If plot is the backbone of fiction, that which gives fiction its structure and movement, then scenes are plot's vertebrae. A concatenation of causally related scenes add up to a plot. But beyond their technical function, scenes are what we're most likely to remember about a work of fiction; at the very least, they are what we're most likely to discuss with others. Remember that scene in (fill in title) where (fill in event) happens?

Think of a particular novel or story and what you remember most about it, and odds are you'll remember a scene. I'm thinking of Catch-22, of the scene where Yossarian rips open wounded Snowden's flak vest and the "secret" he's been keeping spills out of him in the form of a heap of shredded intestines. Or the scene in Ken Kesey's Sometimes a Great Notion where Hank Stamper tries to save his lumberjack brother from drowning by breathing air into his mouth under water. Or the scene in Anna Karenina where Vronsky rips his shirt open.

Of all the scenes in fiction, none play a more crucial role than "First Glimpse" scenes—scenes were key characters see each other for the very first time. Here, too, examples spring to mind, like this one of Ishmael's first glimpse of Ahab:
He looked like a man cut away from the stake, when the fire has over-runningly wasted all of the limbs without consuming them, or taking away one particle from their compacted aged robustness . . . His bone-leg steadied in that hole; one arm elevated, and holding by a shroud; Captain Ahab stood erect, looking straight out beyond the ship's ever pitching prow.
Another first glimpse, this one from Zorba the Greek:
. . . the stranger opened the door [of the cafe] with a determined thrust of his arm. He passed between the tables with a rapid, springy step, and stopped in front of me.

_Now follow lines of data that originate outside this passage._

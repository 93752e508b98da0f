//! `AsyncIO` — the single-value asynchronous carrier.
//!
//! `AsyncIO` describes an asynchronous computation that may perform side
//! effects and/or fail. Nothing runs until `run_async().await`, which should
//! be called at the program's "edge" (an async `main` or a runtime's
//! `block_on`).
//!
//! # Examples
//!
//! ```rust,ignore
//! use gallows::effect::AsyncIO;
//!
//! #[tokio::main]
//! async fn main() {
//!     let effect = AsyncIO::pure(10).and_then(|x| AsyncIO::pure(x + 1));
//!     assert_eq!(effect.run_async().await.unwrap(), 11);
//! }
//! ```

use std::future::Future;
use std::ops::ControlFlow;
use std::pin::Pin;

use crate::error::GameError;

use super::monad_defer::MonadDefer;

type BoxedAsyncRun<A> =
    Box<dyn FnOnce() -> Pin<Box<dyn Future<Output = Result<A, GameError>> + Send>> + Send>;

/// A deferred, fallible, asynchronous computation.
///
/// `AsyncIO<A>` wraps a computation producing `A` or failing with
/// [`GameError`]. The future is not even constructed until
/// [`run_async`](AsyncIO::run_async) is called, so building and composing
/// carriers performs no work.
pub struct AsyncIO<A> {
    /// The wrapped async computation.
    run_async_io: BoxedAsyncRun<A>,
}

impl<A: Send + 'static> AsyncIO<A> {
    /// Creates a new `AsyncIO` action from a closure returning a future.
    ///
    /// Neither the closure nor the future runs until `run_async` is called.
    pub fn new<F, Fut>(action: F) -> Self
    where
        F: FnOnce() -> Fut + Send + 'static,
        Fut: Future<Output = Result<A, GameError>> + Send + 'static,
    {
        Self {
            run_async_io: Box::new(move || Box::pin(action())),
        }
    }

    /// Creates an `AsyncIO` from an existing future.
    ///
    /// The future should not have been polled yet.
    pub fn from_future<Fut>(future: Fut) -> Self
    where
        Fut: Future<Output = Result<A, GameError>> + Send + 'static,
    {
        Self {
            run_async_io: Box::new(move || Box::pin(future)),
        }
    }

    /// Wraps a pure value in an `AsyncIO` action.
    pub fn pure(value: A) -> Self {
        Self::new(move || async move { Ok(value) })
    }

    /// Defers an infallible blocking thunk.
    ///
    /// The thunk is invoked exactly once, inside the future, at execution
    /// time.
    pub fn delay<F>(thunk: F) -> Self
    where
        F: FnOnce() -> A + Send + 'static,
    {
        Self::new(move || async move { Ok(thunk()) })
    }

    /// An `AsyncIO` action that fails with `error` when executed.
    pub fn raise(error: GameError) -> Self {
        Self::new(move || async move { Err(error) })
    }

    /// Executes the `AsyncIO` action and returns the result.
    ///
    /// # Errors
    ///
    /// Returns whatever [`GameError`] the described computation raised.
    pub async fn run_async(self) -> Result<A, GameError> {
        (self.run_async_io)().await
    }

    /// Transforms the result of an `AsyncIO` action using a function.
    pub fn fmap<B, F>(self, function: F) -> AsyncIO<B>
    where
        F: FnOnce(A) -> B + Send + 'static,
        B: Send + 'static,
    {
        self.and_then(move |value| AsyncIO::pure(function(value)))
    }

    /// Chains `AsyncIO` actions; a failure in the first short-circuits and
    /// `next` is never invoked.
    pub fn and_then<B, F>(self, next: F) -> AsyncIO<B>
    where
        F: FnOnce(A) -> AsyncIO<B> + Send + 'static,
        B: Send + 'static,
    {
        AsyncIO::new(move || async move {
            let value = self.run_async().await?;
            next(value).run_async().await
        })
    }
}

/// The single-value asynchronous execution strategy.
///
/// Carriers are tokio-agnostic futures; the entry point (or test) supplies
/// the runtime that drives them.
#[derive(Debug, Clone, Copy, Default)]
pub struct Asynchronous;

impl MonadDefer for Asynchronous {
    type Carrier<A: Send + 'static> = AsyncIO<A>;

    fn succeed<A>(value: A) -> AsyncIO<A>
    where
        A: Send + 'static,
    {
        AsyncIO::pure(value)
    }

    fn delay<A, F>(thunk: F) -> AsyncIO<A>
    where
        A: Send + 'static,
        F: FnOnce() -> A + Send + 'static,
    {
        AsyncIO::delay(thunk)
    }

    fn fail<A>(error: GameError) -> AsyncIO<A>
    where
        A: Send + 'static,
    {
        AsyncIO::raise(error)
    }

    fn and_then<A, B, F>(effect: AsyncIO<A>, next: F) -> AsyncIO<B>
    where
        A: Send + 'static,
        B: Send + 'static,
        F: FnOnce(A) -> AsyncIO<B> + Send + 'static,
    {
        effect.and_then(next)
    }

    fn tail_rec<A, B, S>(initial: A, step: S) -> AsyncIO<B>
    where
        A: Send + 'static,
        B: Send + 'static,
        S: Fn(A) -> AsyncIO<ControlFlow<B, A>> + Send + 'static,
    {
        AsyncIO::new(move || async move {
            let mut current = initial;
            loop {
                match step(current).run_async().await? {
                    ControlFlow::Continue(next) => current = next,
                    ControlFlow::Break(value) => return Ok(value),
                }
            }
        })
    }
}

"Traveling?" he asked. "Where to? Trusting to providence?"

"I’m making for Crete. Why do you ask?"

"Taking me with you?"

I looked at him carefully. He had hollow cheeks, a strong jaw, prominent cheekbones, curly gray hair, bright, piercing eyes.

"Why? What should I do with you?

He shrugged his shoulders. "Why! Why!" he exclaimed with disdain."Can’t a man do anything without a why? Just like that, because he wants to? Well, take me, shall we say, as a cook. I can make soups you’ve never heard or thought of. . ."
And another—from Elizabeth Smart's novel (extended prose poem?) By Grand Central Station I Sat Down and Wept, where the first glimpse is of the wife of the man with whom the narrator is hopelessly in love as she de-boards a bus:

But then it is her eyes that come forward out of the vulgar disembarkers to reassure me that the bus has not disgorged disaster: her madonna eyes, soft as the newly-born, trusted as the untempted.
The first glimpse scene offered by this author's first page presents us with Ewan, a fellow student at the narrator's university "in a small town in Illinois." About Ewan by the end of this first page we know very little; that he is a fellow student we can only assume, since we're not told as much; in fact we're hardly told anything. We don't know what he looks like, or how he walks, or—when he speaks—how he speaks. We're told that he's a "guy"—something we can surmise from his name, and that at some point he will "latch on" to the narrator: but that point exists in the future, and has no bearing here.

If Ewan emerges as a character it's through his dialogue. "Are you for or against Pro-Choice, Lilli?" he asks the narrator one afternoon as she sits at the counter of her favorite coffee shop. If these aren't Ewan's first words to her, they're close to being so; anyway they successfully evoke a man who, to put it nicely, has little patience for decorum. Those less generous would call him tactless.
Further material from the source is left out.